— Data records —

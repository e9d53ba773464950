//! Exit codes for the emergency CLI.
//!
//! Capture is best effort, so a run that produced a bundle and a receipt
//! exits 0 no matter how many modules failed. Non-zero codes mean there is
//! no usable bundle.
//!
//! Exit code ranges:
//! - 0: bundle and receipt written (or planned, in dry-run)
//! - 10-19: user/environment errors (recoverable by user action)
//! - 20-29: internal errors

/// Exit codes for emergency operations.
///
/// These codes are a stable contract for automation.
#[derive(Debug, Clone, Copy, PartialEq, Eq)]
#[repr(i32)]
pub enum ExitCode {
    /// Run completed
    Clean = 0,

    /// Invalid arguments
    ArgsError = 10,

    /// Config file missing or malformed
    ConfigError = 11,

    /// Bundle directory for this second already exists
    BundleExists = 14,

    /// Internal error (bug - please report)
    InternalError = 20,

    /// I/O error creating the bundle or writing the receipt
    IoError = 21,
}

impl ExitCode {
    pub fn as_i32(self) -> i32 {
        self as i32
    }

    /// Stable name for machine-readable output.
    pub fn code_name(&self) -> &'static str {
        match self {
            ExitCode::Clean => "OK_CLEAN",
            ExitCode::ArgsError => "ERR_ARGS",
            ExitCode::ConfigError => "ERR_CONFIG",
            ExitCode::BundleExists => "ERR_BUNDLE_EXISTS",
            ExitCode::InternalError => "ERR_INTERNAL",
            ExitCode::IoError => "ERR_IO",
        }
    }
}

impl From<ExitCode> for i32 {
    fn from(code: ExitCode) -> Self {
        code as i32
    }
}

impl From<&ed_bundle::BundleError> for ExitCode {
    fn from(err: &ed_bundle::BundleError) -> Self {
        use ed_bundle::BundleError;
        match err {
            BundleError::AlreadyExists { .. } => ExitCode::BundleExists,
            BundleError::Io { .. } => ExitCode::IoError,
            BundleError::Json(_)
            | BundleError::UnsupportedVersion { .. }
            | BundleError::CorruptedManifest(_) => ExitCode::InternalError,
        }
    }
}

impl std::fmt::Display for ExitCode {
    fn fmt(&self, f: &mut std::fmt::Formatter<'_>) -> std::fmt::Result {
        write!(f, "{} ({})", self.code_name(), self.as_i32())
    }
}

#[cfg(test)]
mod tests {
    use super::*;
    use ed_bundle::BundleError;
    use std::path::PathBuf;

    #[test]
    fn test_codes_are_stable() {
        assert_eq!(ExitCode::Clean.as_i32(), 0);
        assert_eq!(ExitCode::ArgsError.as_i32(), 10);
        assert_eq!(ExitCode::ConfigError.as_i32(), 11);
        assert_eq!(ExitCode::BundleExists.as_i32(), 14);
        assert_eq!(ExitCode::InternalError.as_i32(), 20);
        assert_eq!(ExitCode::IoError.as_i32(), 21);
    }

    #[test]
    fn test_from_bundle_error() {
        let exists = BundleError::AlreadyExists {
            path: PathBuf::from("/tmp/incident-x"),
        };
        assert_eq!(ExitCode::from(&exists), ExitCode::BundleExists);

        let io = BundleError::Io {
            path: PathBuf::from("/tmp/incident-x"),
            source: std::io::Error::from(std::io::ErrorKind::PermissionDenied),
        };
        assert_eq!(ExitCode::from(&io), ExitCode::IoError);
    }

    #[test]
    fn test_display() {
        assert_eq!(ExitCode::BundleExists.to_string(), "ERR_BUNDLE_EXISTS (14)");
    }
}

— Exercise instructions —
If a line in the material above contains "AlreadyExists", show that line.

— Exercise response —
            BundleError::AlreadyExists { .. } => ExitCode::BundleExists,
        let exists = BundleError::AlreadyExists {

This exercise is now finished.